A French Muslim finds feng shui in Guangzhou Globalist

By Roger Cohen – 14 décembre 2005

Rachid Ech Chetouani, a young Frenchman, was in Guangzhou, China, earlier this year looking to make a buck.

During a three-week trip, he prospected for goods his newly established import-export company might trade: cellphone memory cards, portable video game players, automatic bill-counting machines for banks. When he got back, he tried to sell some of the merchandise on eBay.

Chetouani, 27, the son of a Moroccan laborer who came to France in 1970, found China overwhelming. « It’s seething, it never stops, it’s full of pitiless people emerging from hard times, » he said. « There are no cafes! They don’t have time for that. Everyone’s out to make it. » So is Chetouani, who has been battling the odds as an Arab raised in a public housing project in a Parisian suburb. The projects are routinely described as grim or ravaged, especially since violence erupted in them last month. Palm Beach they’re not. Nor, however, are they remotely comparable to the slums of Lagos or Sao Paulo.
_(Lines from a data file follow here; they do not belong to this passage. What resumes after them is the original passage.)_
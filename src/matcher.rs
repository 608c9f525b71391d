use serde::{Deserialize, Serialize};

use crate::matchup::MatchupKey;
use crate::sources::{InjuryWeatherRow, OddsBoardRow, RefereeTrendRow, ScheduleRow};
use crate::teams;

/// How a source row names its teams.
///
/// `Fields` is the normal case (separate away/home columns) and only ever
/// takes the exact-key path. `FreeText` is a single matchup string and may
/// fall back to token matching when the exact path misses.
#[derive(Debug, Clone, Copy)]
pub enum RowTeams<'a> {
    Fields { away: &'a str, home: &'a str },
    FreeText(&'a str),
}

pub trait SourceTeams {
    fn teams(&self) -> RowTeams<'_>;
}

impl SourceTeams for OddsBoardRow {
    fn teams(&self) -> RowTeams<'_> {
        match (self.away.as_deref(), self.home.as_deref()) {
            (Some(away), Some(home)) => RowTeams::Fields { away, home },
            _ => RowTeams::FreeText(self.matchup.as_deref().unwrap_or("")),
        }
    }
}

impl SourceTeams for RefereeTrendRow {
    fn teams(&self) -> RowTeams<'_> {
        RowTeams::FreeText(&self.query)
    }
}

impl SourceTeams for InjuryWeatherRow {
    fn teams(&self) -> RowTeams<'_> {
        // Source JSON lists home first; the named fields carry the order.
        RowTeams::Fields {
            away: &self.away,
            home: &self.home,
        }
    }
}

impl SourceTeams for ScheduleRow {
    fn teams(&self) -> RowTeams<'_> {
        RowTeams::Fields {
            away: &self.away,
            home: &self.home,
        }
    }
}

/// Aggregate data-quality tallies for one weekly run. One bad row never
/// aborts the run; it shows up here instead of silently zeroing a field.
/// `matched`/`unmatched` count lookups; `unknown_team` counts rows, filled
/// once per table by `count_unknown_team_rows`.
#[derive(Debug, Clone, Copy, Default, PartialEq, Eq, Serialize, Deserialize)]
pub struct MatchCounts {
    pub matched: usize,
    pub unmatched: usize,
    pub unknown_team: usize,
}

impl MatchCounts {
    pub fn record_lookup(&mut self, hit: bool) {
        if hit {
            self.matched += 1;
        } else {
            self.unmatched += 1;
        }
    }

    pub fn merge(&mut self, other: MatchCounts) {
        self.matched += other.matched;
        self.unmatched += other.unmatched;
        self.unknown_team += other.unknown_team;
    }
}

/// Find the single row for a canonical matchup key, or `None`.
///
/// Exact-key matching (normalize both team fields, rebuild the key) is the
/// primary path. The token fallback applies only to free-text rows, and it
/// requires BOTH teams to resolve in away-then-home order; one shared team
/// is never enough, and a reversed key never matches.
pub fn find_match<'a, T: SourceTeams>(
    key: &MatchupKey,
    rows: &'a [T],
    counts: &mut MatchCounts,
) -> Option<&'a T> {
    let found = scan(key, rows).into_iter().next();
    counts.record_lookup(found.is_some());
    found
}

/// All rows for a matchup (e.g. the odds board carries one row per market
/// per snapshot). Counts one lookup, hit iff at least one row qualified.
pub fn find_all<'a, T: SourceTeams>(
    key: &MatchupKey,
    rows: &'a [T],
    counts: &mut MatchCounts,
) -> Vec<&'a T> {
    let found = scan(key, rows);
    counts.record_lookup(!found.is_empty());
    found
}

/// Rows whose named team fields fail normalization. Tallied once per table
/// so the count stays a row count no matter how many lookups scan it.
pub fn count_unknown_team_rows<T: SourceTeams>(rows: &[T]) -> usize {
    rows.iter()
        .filter(|row| row_key_exact(row.teams()).is_err())
        .count()
}

fn scan<'a, T: SourceTeams>(key: &MatchupKey, rows: &'a [T]) -> Vec<&'a T> {
    let mut exact: Vec<&'a T> = Vec::new();
    for row in rows {
        if let Ok(Some(row_key)) = row_key_exact(row.teams())
            && &row_key == key
        {
            exact.push(row);
        }
    }
    if !exact.is_empty() {
        return exact;
    }

    let Some((away, home)) = key.sides() else {
        return Vec::new();
    };
    rows.iter()
        .filter(|row| match row.teams() {
            RowTeams::FreeText(text) => free_text_matches(text, away, home),
            RowTeams::Fields { .. } => false,
        })
        .collect()
}

fn row_key_exact(teams: RowTeams<'_>) -> Result<Option<MatchupKey>, teams::UnknownTeamError> {
    match teams {
        RowTeams::Fields { away, home } => {
            let away = teams::normalize(away)?;
            let home = teams::normalize(home)?;
            Ok(Some(crate::matchup::build_key(away, home)))
        }
        RowTeams::FreeText(text) => {
            let Some((left, right)) = split_matchup_text(text) else {
                return Ok(None);
            };
            // Exact path only when both whole sides are recognizable names;
            // anything fuzzier is the fallback's job.
            match (teams::try_normalize(left), teams::try_normalize(right)) {
                (Some(away), Some(home)) => Ok(Some(crate::matchup::build_key(away, home))),
                _ => Ok(None),
            }
        }
    }
}

fn free_text_matches(text: &str, away: &str, home: &str) -> bool {
    if let Some((left, right)) = split_matchup_text(text) {
        let left_codes = recognized_codes(left);
        let right_codes = recognized_codes(right);
        return left_codes == [away] && right_codes == [home];
    }
    // No separator: take recognizable team tokens in order of appearance
    // and demand exactly away-then-home. Order stands in for direction, so
    // a reversed mention stays a miss.
    recognized_codes(text) == [away, home]
}

fn split_matchup_text(text: &str) -> Option<(&str, &str)> {
    if let Some((left, right)) = text.split_once('@') {
        return Some((left.trim(), right.trim()));
    }
    for sep in [" at ", " AT ", " At ", " vs. ", " vs ", " VS "] {
        if let Some((left, right)) = text.split_once(sep) {
            return Some((left.trim(), right.trim()));
        }
    }
    None
}

/// Distinct canonical codes recognized in `text`, in order of appearance.
/// Tries the longest token window first so "New York Jets" resolves as one
/// name rather than stranding "New York".
fn recognized_codes(text: &str) -> Vec<&'static str> {
    let tokens: Vec<&str> = text.split_whitespace().collect();
    let mut codes: Vec<&'static str> = Vec::new();
    let mut i = 0;
    while i < tokens.len() {
        let mut advanced = false;
        for window in (1..=3.min(tokens.len() - i)).rev() {
            let candidate = tokens[i..i + window].join(" ");
            if let Some(code) = teams::try_normalize(&candidate) {
                if !codes.contains(&code) {
                    codes.push(code);
                }
                i += window;
                advanced = true;
                break;
            }
        }
        if !advanced {
            i += 1;
        }
    }
    codes
}

#[cfg(test)]
mod tests {
    use super::{MatchCounts, count_unknown_team_rows, find_match, free_text_matches};
    use crate::matchup::build_key;
    use crate::sources::{OddsBoardRow, RefereeTrendRow};

    fn odds_row(away: &str, home: &str) -> OddsBoardRow {
        OddsBoardRow {
            away: Some(away.to_string()),
            home: Some(home.to_string()),
            matchup: None,
            market: "Spread".to_string(),
            line: None,
            bets_pct: None,
            money_pct: None,
            timestamp: None,
        }
    }

    #[test]
    fn exact_key_match_after_normalization() {
        let rows = vec![
            odds_row("New York Jets", "New England Patriots"),
            odds_row("Kansas City Chiefs", "Buffalo Bills"),
        ];
        let mut counts = MatchCounts::default();
        let key = build_key("NYJ", "NE");
        let hit = find_match(&key, &rows, &mut counts).expect("row matches");
        assert_eq!(hit.away.as_deref(), Some("New York Jets"));
        assert_eq!(counts.matched, 1);
    }

    #[test]
    fn reversed_key_never_matches() {
        let rows = vec![odds_row("New York Jets", "New England Patriots")];
        let mut counts = MatchCounts::default();
        let key = build_key("NE", "NYJ");
        assert!(find_match(&key, &rows, &mut counts).is_none());
        assert_eq!(counts.unmatched, 1);
    }

    #[test]
    fn unknown_team_rows_are_counted_and_skipped() {
        let rows = vec![odds_row("Hartford Whalers", "New England Patriots")];
        assert_eq!(count_unknown_team_rows(&rows), 1);
        let mut counts = MatchCounts::default();
        let key = build_key("NYJ", "NE");
        assert!(find_match(&key, &rows, &mut counts).is_none());
    }

    #[test]
    fn unknown_team_row_counts_once_no_matter_how_many_lookups() {
        let rows = vec![
            odds_row("Hartford Whalers", "New England Patriots"),
            odds_row("Kansas City Chiefs", "Buffalo Bills"),
        ];
        // One bad row stays one bad row across a whole slate of lookups.
        assert_eq!(count_unknown_team_rows(&rows), 1);

        let mut counts = MatchCounts::default();
        for key in [
            build_key("NYJ", "NE"),
            build_key("KC", "BUF"),
            build_key("DAL", "PHI"),
        ] {
            let _ = find_match(&key, &rows, &mut counts);
        }
        assert_eq!(counts.unknown_team, 0);
        assert_eq!(counts.matched, 1);
        assert_eq!(counts.unmatched, 2);
    }

    #[test]
    fn free_text_fallback_requires_both_teams() {
        assert!(free_text_matches(
            "Jets at Patriots referee trends",
            "NYJ",
            "NE"
        ));
        // One shared team must never be enough.
        assert!(!free_text_matches("Jets bye week notes", "NYJ", "NE"));
        // Reversed order is a different game, not a fallback.
        assert!(!free_text_matches("Patriots at Jets", "NYJ", "NE"));
    }

    #[test]
    fn referee_query_matches_via_fallback() {
        let rows = vec![
            RefereeTrendRow {
                query: "New York Jets at New England Patriots crew".to_string(),
                referee: Some("C. Blakeman".to_string()),
                games: None,
                su_record: None,
                ats_record: None,
                ou_record: None,
                home_win_pct: None,
                over_pct: None,
            },
            RefereeTrendRow {
                query: "Bills at Dolphins crew".to_string(),
                referee: None,
                games: None,
                su_record: None,
                ats_record: None,
                ou_record: None,
                home_win_pct: None,
                over_pct: None,
            },
        ];
        let mut counts = MatchCounts::default();
        let key = build_key("NYJ", "NE");
        let hit = find_match(&key, &rows, &mut counts).expect("fallback matches");
        assert_eq!(hit.referee.as_deref(), Some("C. Blakeman"));
    }
}
// Configuration: environment variables and shared application state.

pub mod environment;
pub mod state;
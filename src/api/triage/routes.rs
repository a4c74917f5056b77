// Triage record route definitions

use axum::{
    routing::{get, post},
    Router,
};

use super::handler;
use crate::config::state::AppState;

pub fn triage_routes() -> Router<AppState> {
    Router::new()
        .route("/triage/records", post(handler::create_record_handler))
        .route("/triage/records", get(handler::list_records_handler))
}
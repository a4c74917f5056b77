// HTTP API surface, one routes/handler pair per feature.

pub mod diagnosis;
pub mod health;
pub mod imaging;
pub mod status;
pub mod transcription;
pub mod translation;
pub mod triage;

use axum::http::StatusCode;
use serde_json::json;
use tracing::error;

use crate::backends::BackendError;
use crate::utils::response_handler::HandlerResponse;

/// Maps a backend failure to a response: unconfigured backends are a
/// deployment problem (503), everything else is the backend's fault (502).
pub(crate) fn backend_failure(label: &str, err: BackendError) -> HandlerResponse {
    error!("{} request failed: {}", label, err);

    let status: StatusCode = match &err {
        BackendError::NotConfigured { .. } => StatusCode::SERVICE_UNAVAILABLE,
        _ => StatusCode::BAD_GATEWAY,
    };

    HandlerResponse::new(status)
        .data(json!({ "error": err.to_string() }))
        .message(format!("{} request failed", label))
}
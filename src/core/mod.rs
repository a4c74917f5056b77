// Core runtime pieces: logging setup and server assembly.

pub mod logging;
pub mod server;
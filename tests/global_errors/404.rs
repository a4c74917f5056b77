//! tests/global_errors/404.rs
//! Ensures that hitting an unknown route returns HTTP 404.

#[path = "../mod.rs"]
mod common;

use reqwest::StatusCode;
use serde_json::Value;

#[tokio::test]
async fn returns_404_for_nonexistent_route() {
    // No backend is reached for an unknown route; a closed port is fine.
    let base_url: String = common::spawn_app(common::test_env("http://127.0.0.1:9"));

    let resp: reqwest::Response = reqwest::Client::new()
        .get(format!("{}/does-not-exist", base_url))
        .send()
        .await
        .expect("Failed to execute request.");

    assert_eq!(resp.status(), StatusCode::NOT_FOUND);

    // The envelope middleware wraps even router-level misses.
    let body: String = resp.text().await.unwrap();
    let json: Value = serde_json::from_str(&body).unwrap();

    assert_eq!(json["status"], "NOT_FOUND");
    assert_eq!(json["code"], 404);
}
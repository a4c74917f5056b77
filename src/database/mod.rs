pub mod database_service;
pub mod triage_repository;

pub use database_service::DatabaseService;
pub use triage_repository::{TriageRecord, TriageSummary};
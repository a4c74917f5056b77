// Application server configuration and setup

use std::time::Duration;

use anyhow::Result;
use axum::{
    error_handling::HandleErrorLayer, extract::DefaultBodyLimit, middleware::from_fn, Router,
};
use listenfd::ListenFd;
use tokio::{net::TcpListener, signal};
use tower::{timeout::TimeoutLayer, ServiceBuilder};

use crate::api::diagnosis::routes::diagnosis_routes;
use crate::api::health::routes::health_routes;
use crate::api::imaging::routes::imaging_routes;
use crate::api::status::routes::status_routes;
use crate::api::transcription::routes::transcription_routes;
use crate::api::translation::routes::translation_routes;
use crate::api::triage::routes::triage_routes;
use crate::config::state::AppState;
use crate::utils::{error_handler::handle_global_error, response_handler::response_wrapper};

/// Creates and configures the application router with all middleware layers
pub fn create_app(state: AppState) -> Router {
    let timeout: Duration = Duration::from_secs(state.environment.default_timeout_seconds);
    let body_limit: usize = state.environment.max_request_body_size;

    Router::new()
        .merge(status_routes())
        .merge(health_routes())
        .merge(transcription_routes())
        .merge(translation_routes())
        .merge(diagnosis_routes())
        .merge(imaging_routes())
        .merge(triage_routes())
        .layer(
            ServiceBuilder::new()
                .layer(from_fn(response_wrapper))
                .layer(HandleErrorLayer::new(handle_global_error))
                .layer(TimeoutLayer::new(timeout))
                .layer(DefaultBodyLimit::max(body_limit)),
        )
        .with_state(state)
}

/// Sets up the TCP listener from environment or binds to new address
pub async fn setup_listener(state: &AppState) -> Result<TcpListener> {
    let mut listenfd: ListenFd = ListenFd::from_env();

    let listener: TcpListener = match listenfd.take_tcp_listener(0)? {
        Some(std_listener) => {
            std_listener.set_nonblocking(true)?;
            TcpListener::from_std(std_listener)?
        }
        None => {
            let addr: String = format!("{}:{}", state.environment.host, state.environment.port);
            TcpListener::bind(&addr).await?
        }
    };

    Ok(listener)
}

/// Handles graceful shutdown signals (Ctrl+C and TERM)
pub async fn shutdown_signal(state: AppState) {
    let ctrl_c = async {
        signal::ctrl_c().await.expect("Ctrl+C handler");
    };

    #[cfg(unix)]
    let terminate = async {
        signal::unix::signal(signal::unix::SignalKind::terminate())
            .expect("Terminate signal handler")
            .recv()
            .await;
    };

    #[cfg(not(unix))]
    let terminate: std::future::Pending<()> = std::future::pending::<()>();

    tokio::select! {
        _ = ctrl_c => tracing::info!("Shutting down via Ctrl+C"),
        _ = terminate => tracing::info!("Shutting down via TERM signal"),
    }

    // Gracefully close database connections
    state.shutdown().await;
}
The problem’s not the boxy architecture or elevators that don’t work. It’s the invisible barriers the quotidian racism and job- quashing economy that keep smart young men like Chetouani on the outside looking in; the new Muslim French gazing through glass walls at the grumbling Gauls with the good jobs.

I met Chetouani at the Cafe des 4 Routes, an establishment with a French name and clients of North African descent with un-French names. He’s one of myriad clever young European Muslims caught between two cultures, believers in God living in increasingly atheistic societies, their intelligence channeled by frustration into a culture of alienation.

« I know their history from the Capetian kings to the Fifth Republic, » he said, reeling off the name of the medieval French dynasty as if it were as familiar to him as the French soccer midfielder Zinedine Zidane. « And I’ve learned that frankness is not French; hypocrisy is. » He continued: « I’m as French as my father Mohammed was Moroccan. I write French, not Arabic. Yet they still see us as colonial natives in need of assimilation. If drinking wine and eating pork is assimilation, count me out. I am what I am: a French Arab Muslim. Do you want me? » The answer to that question is unclear to Chetouani. When he was trying to set up his company, ECHM Import, earlier this year, he went to French banks, including Societe Generale and Credit Lyonnais, to open an account. They said no. He was too young, or his plan too risky, or something.

Chetouani was not asking the banks for credit, merely for an account. He ended up having to go to a branch of Credit du Maroc in Paris, a Moroccan bank where his father knew the manager.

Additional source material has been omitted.